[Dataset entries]
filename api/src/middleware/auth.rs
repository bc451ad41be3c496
//! Bearer token authentication middleware for protecting API endpoints.
//!
//! This middleware extracts the token from the Authorization header, asks the
//! token service whether it is acceptable, and injects the authenticated
//! subject into the request. Every rejection produces the same 401 body.

use actix_web::{
    dev::{Service, ServiceRequest, ServiceResponse, Transform},
    http::header::AUTHORIZATION,
    Error, FromRequest, HttpMessage, HttpRequest,
};
use futures_util::future::LocalBoxFuture;
use ig_core::services::token::TokenService;
use std::{
    future::{ready, Ready},
    rc::Rc,
    sync::Arc,
    task::{Context, Poll},
};

use crate::handlers::error::unauthorized_error;

/// Authentication context injected into requests
#[derive(Debug, Clone, PartialEq, Eq)]
pub struct AuthContext {
    /// Subject (username) taken from the verified token
    pub subject: String,
}

/// Bearer token authentication middleware factory
pub struct JwtAuth {
    token_service: Arc<TokenService>,
}

impl JwtAuth {
    /// Creates the middleware around the process-wide token service
    pub fn new(token_service: Arc<TokenService>) -> Self {
        Self { token_service }
    }
}

impl<S, B> Transform<S, ServiceRequest> for JwtAuth
where
    S: Service<ServiceRequest, Response = ServiceResponse<B>, Error = Error> + 'static,
    S::Future: 'static,
    B: 'static,
{
    type Response = ServiceResponse<B>;
    type Error = Error;
    type InitError = ();
    type Transform = JwtAuthMiddleware<S>;
    type Future = Ready<Result<Self::Transform, Self::InitError>>;

    fn new_transform(&self, service: S) -> Self::Future {
        ready(Ok(JwtAuthMiddleware {
            service: Rc::new(service),
            token_service: Arc::clone(&self.token_service),
        }))
    }
}

/// Bearer token authentication middleware service
pub struct JwtAuthMiddleware<S> {
    service: Rc<S>,
    token_service: Arc<TokenService>,
}

impl<S, B> Service<ServiceRequest> for JwtAuthMiddleware<S>
where
    S: Service<ServiceRequest, Response = ServiceResponse<B>, Error = Error> + 'static,
    S::Future: 'static,
    B: 'static,
{
    type Response = ServiceResponse<B>;
    type Error = Error;
    type Future = LocalBoxFuture<'static, Result<Self::Response, Self::Error>>;

    fn poll_ready(&self, ctx: &mut Context<'_>) -> Poll<Result<(), Self::Error>> {
        self.service.poll_ready(ctx)
    }

    fn call(&self, req: ServiceRequest) -> Self::Future {
        let service = Rc::clone(&self.service);
        let token_service = Arc::clone(&self.token_service);

        Box::pin(async move {
            let auth_context = match authenticate(&req, &token_service) {
                Some(context) => context,
                None => return Err(unauthorized_error()),
            };

            req.extensions_mut().insert(auth_context);

            service.call(req).await
        })
    }
}

/// Validates the bearer token of a request and resolves its subject
fn authenticate(req: &ServiceRequest, token_service: &TokenService) -> Option<AuthContext> {
    let token = extract_bearer_token(req)?;

    if !token_service.validate(token.as_str()) {
        return None;
    }

    token_service
        .extract_subject(token.as_str())
        .ok()
        .map(|subject| AuthContext { subject })
}

/// Extracts Bearer token from Authorization header
///
/// The scheme name is matched case-insensitively.
fn extract_bearer_token(req: &ServiceRequest) -> Option<String> {
    let value = req.headers().get(AUTHORIZATION)?.to_str().ok()?;
    let (scheme, token) = value.split_once(' ')?;
    if !scheme.eq_ignore_ascii_case("Bearer") {
        return None;
    }

    let token = token.trim();
    (!token.is_empty()).then(|| token.to_string())
}

/// Extractor for required authentication
impl FromRequest for AuthContext {
    type Error = Error;
    type Future = Ready<Result<Self, Self::Error>>;

    fn from_request(req: &HttpRequest, _: &mut actix_web::dev::Payload) -> Self::Future {
        let result = req
            .extensions()
            .get::<AuthContext>()
            .cloned()
            .ok_or_else(unauthorized_error);

        ready(result)
    }
}
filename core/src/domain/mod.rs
//! Domain layer containing token entities and value objects.

pub mod entities;
pub mod value_objects;

// Re-export commonly used domain types
pub use entities::*;
pub use value_objects::*;
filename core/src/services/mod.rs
//! Business services containing the authentication logic.

pub mod auth;
pub mod token;

// Re-export commonly used types
pub use auth::{AuthService, CredentialVerifier, InMemoryCredentialStore};
pub use token::{
    Clock, DecodeFailure, ManualClock, SigningKey, SystemClock, TokenCodec, TokenService,
    TokenServiceConfig,
};
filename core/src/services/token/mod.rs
//! Token service module for stateless bearer authentication
//!
//! This module handles all token-related operations including:
//! - Time sources for issuance and expiry (injectable for tests)
//! - HMAC signing key management
//! - Compact token encoding, signature verification and decoding
//! - Issuing tokens and validating incoming bearer tokens

mod clock;
mod codec;
mod config;
mod key_manager;
mod service;

#[cfg(test)]
mod tests;

pub use clock::{Clock, ManualClock, SystemClock};
pub use codec::{DecodeFailure, TokenCodec};
pub use config::TokenServiceConfig;
pub use key_manager::{parse_hmac_algorithm, SigningKey, BASE64_SECRET_PREFIX};
pub use service::TokenService;
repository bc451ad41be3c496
pub mod error;

pub use error::*;
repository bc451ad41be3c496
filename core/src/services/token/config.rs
//! Configuration for the token service

use chrono::Duration;
use ig_shared::config::JwtConfig;
use jsonwebtoken::Algorithm;

use crate::errors::TokenError;

use super::key_manager::parse_hmac_algorithm;

/// Configuration for the token service
#[derive(Debug, Clone)]
pub struct TokenServiceConfig {
    /// JWT signing algorithm (HMAC family)
    pub algorithm: Algorithm,
    /// Lifetime of tokens issued at sign-in
    pub access_token_ttl: Duration,
}

impl Default for TokenServiceConfig {
    fn default() -> Self {
        Self {
            algorithm: Algorithm::HS256,
            access_token_ttl: Duration::hours(1),
        }
    }
}

impl TokenServiceConfig {
    /// Derives the service configuration from the shared JWT settings
    ///
    /// # Errors
    ///
    /// `ConfigurationFault` for a non-HMAC algorithm or a non-positive expiry.
    pub fn from_jwt_config(jwt: &JwtConfig) -> Result<Self, TokenError> {
        let algorithm = parse_hmac_algorithm(&jwt.algorithm)?;

        if jwt.access_token_expiry <= 0 {
            return Err(TokenError::configuration(format!(
                "access token expiry must be positive, got {}",
                jwt.access_token_expiry
            )));
        }
        let access_token_ttl = Duration::try_seconds(jwt.access_token_expiry).ok_or_else(|| {
            TokenError::configuration("access token expiry is out of range")
        })?;

        Ok(Self {
            algorithm,
            access_token_ttl,
        })
    }
}
//! Main token service implementation

use std::sync::Arc;

use chrono::Duration;
use ig_shared::config::JwtConfig;
use serde_json::Value;
use tracing::{debug, warn};

use crate::domain::entities::token::{Claims, Token};
use crate::errors::TokenError;

use super::clock::{Clock, SystemClock};
use super::codec::{DecodeFailure, TokenCodec};
use super::config::TokenServiceConfig;
use super::key_manager::SigningKey;

/// Service for issuing and validating bearer tokens
///
/// Holds only read-only state (key, clock, configuration), so one instance
/// behind an `Arc` serves any number of concurrent requests.
#[derive(Debug, Clone)]
pub struct TokenService {
    codec: TokenCodec,
    clock: Arc<dyn Clock>,
    config: TokenServiceConfig,
}

impl TokenService {
    /// Creates a new token service instance
    ///
    /// # Arguments
    ///
    /// * `config` - Token service configuration
    /// * `key` - Process-wide signing key
    /// * `clock` - Time source for issuance and expiry checks
    pub fn new(config: TokenServiceConfig, key: SigningKey, clock: Arc<dyn Clock>) -> Self {
        let codec = TokenCodec::new(key, Arc::clone(&clock));
        Self {
            codec,
            clock,
            config,
        }
    }

    /// Creates a token service from the shared JWT settings using the system clock
    ///
    /// # Errors
    ///
    /// `ConfigurationFault` when the algorithm, expiry or secret is unusable.
    /// Callers should treat this as fatal at startup.
    pub fn from_config(jwt: &JwtConfig) -> Result<Self, TokenError> {
        let config = TokenServiceConfig::from_jwt_config(jwt)?;
        let key = SigningKey::from_config_secret(&jwt.secret, config.algorithm)?;
        Ok(Self::new(config, key, Arc::new(SystemClock)))
    }

    /// Lifetime of tokens issued by [`issue_access_token`](Self::issue_access_token)
    pub fn access_token_ttl(&self) -> Duration {
        self.config.access_token_ttl
    }

    /// Issues a token for `subject` expiring `ttl` after now
    ///
    /// A non-positive `ttl` yields a token that is already expired.
    ///
    /// # Errors
    ///
    /// * `InvalidArgument` - `subject` is empty or `ttl` overflows the calendar
    /// * `ConfigurationFault` - the signing key is unusable
    pub fn issue(&self, subject: &str, ttl: Duration) -> Result<Token, TokenError> {
        self.issue_with_extensions(subject, ttl, std::iter::empty())
    }

    /// Issues a token with the configured access token lifetime
    pub fn issue_access_token(&self, subject: &str) -> Result<Token, TokenError> {
        self.issue(subject, self.config.access_token_ttl)
    }

    /// Issues a token carrying additional opaque claims
    ///
    /// # Errors
    ///
    /// Same as [`issue`](Self::issue), plus `InvalidArgument` when an
    /// extension key is empty or shadows `sub`, `iat` or `exp`.
    pub fn issue_with_extensions<I>(
        &self,
        subject: &str,
        ttl: Duration,
        extensions: I,
    ) -> Result<Token, TokenError>
    where
        I: IntoIterator<Item = (String, Value)>,
    {
        if subject.is_empty() {
            return Err(TokenError::InvalidArgument { field: "subject" });
        }

        let issued_at = self.clock.now();
        let expires_at = issued_at
            .checked_add_signed(ttl)
            .ok_or(TokenError::InvalidArgument { field: "ttl" })?;

        let mut claims = Claims::new(subject, issued_at, expires_at);
        for (key, value) in extensions {
            claims = claims.with_extension(key, value)?;
        }

        let token = self.codec.encode(&claims)?;
        debug!(subject, expires_at = %expires_at, "Issued token");
        Ok(token)
    }

    /// Returns true iff the token is correctly signed and not expired
    ///
    /// Never fails: null, empty, malformed, forged and expired tokens all
    /// collapse to `false`.
    pub fn validate<'a>(&self, token: impl Into<Option<&'a str>>) -> bool {
        match token.into() {
            None | Some("") => {
                debug!("Rejected missing token");
                false
            }
            Some(token) => self.inspect(token).is_ok(),
        }
    }

    /// Extracts the subject from a correctly signed token
    ///
    /// Expiry is not enforced here; use [`validate`](Self::validate)
    /// for acceptance decisions.
    ///
    /// # Errors
    ///
    /// * `InvalidArgument` - the token is null or empty
    /// * `BadSignature` - any other decode failure, including malformed input
    pub fn extract_subject<'a>(
        &self,
        token: impl Into<Option<&'a str>>,
    ) -> Result<String, TokenError> {
        let token = match token.into() {
            None | Some("") => return Err(TokenError::InvalidArgument { field: "token" }),
            Some(token) => token,
        };

        match self.inspect(token) {
            Ok(claims) | Err(DecodeFailure::Expired { claims }) => Ok(claims.sub),
            Err(_) => Err(TokenError::BadSignature),
        }
    }

    /// Decodes a token and reports the precise outcome
    ///
    /// Intended for internal diagnostics and tests; the reason must not be
    /// relayed to clients.
    pub fn inspect(&self, token: &str) -> Result<Claims, DecodeFailure> {
        let outcome = self.codec.decode(token);
        if let Err(failure) = &outcome {
            match failure {
                DecodeFailure::MalformedInput { reason } => {
                    debug!(kind = failure.kind(), reason, "Rejected malformed token");
                }
                DecodeFailure::SignatureMismatch => {
                    warn!(kind = failure.kind(), "Token signature verification failed");
                }
                DecodeFailure::Expired { claims } => {
                    debug!(kind = failure.kind(), subject = %claims.sub, "Rejected expired token");
                }
            }
        }
        outcome
    }
}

**PROBLEM**
When a line of the records holds the word "AuthContext", copy that line.

**SOLUTION TO THIS PROBLEM**
pub struct AuthContext {
fn authenticate(req: &ServiceRequest, token_service: &TokenService) -> Option<AuthContext> {
        .map(|subject| AuthContext { subject })
impl FromRequest for AuthContext {
            .get::<AuthContext>()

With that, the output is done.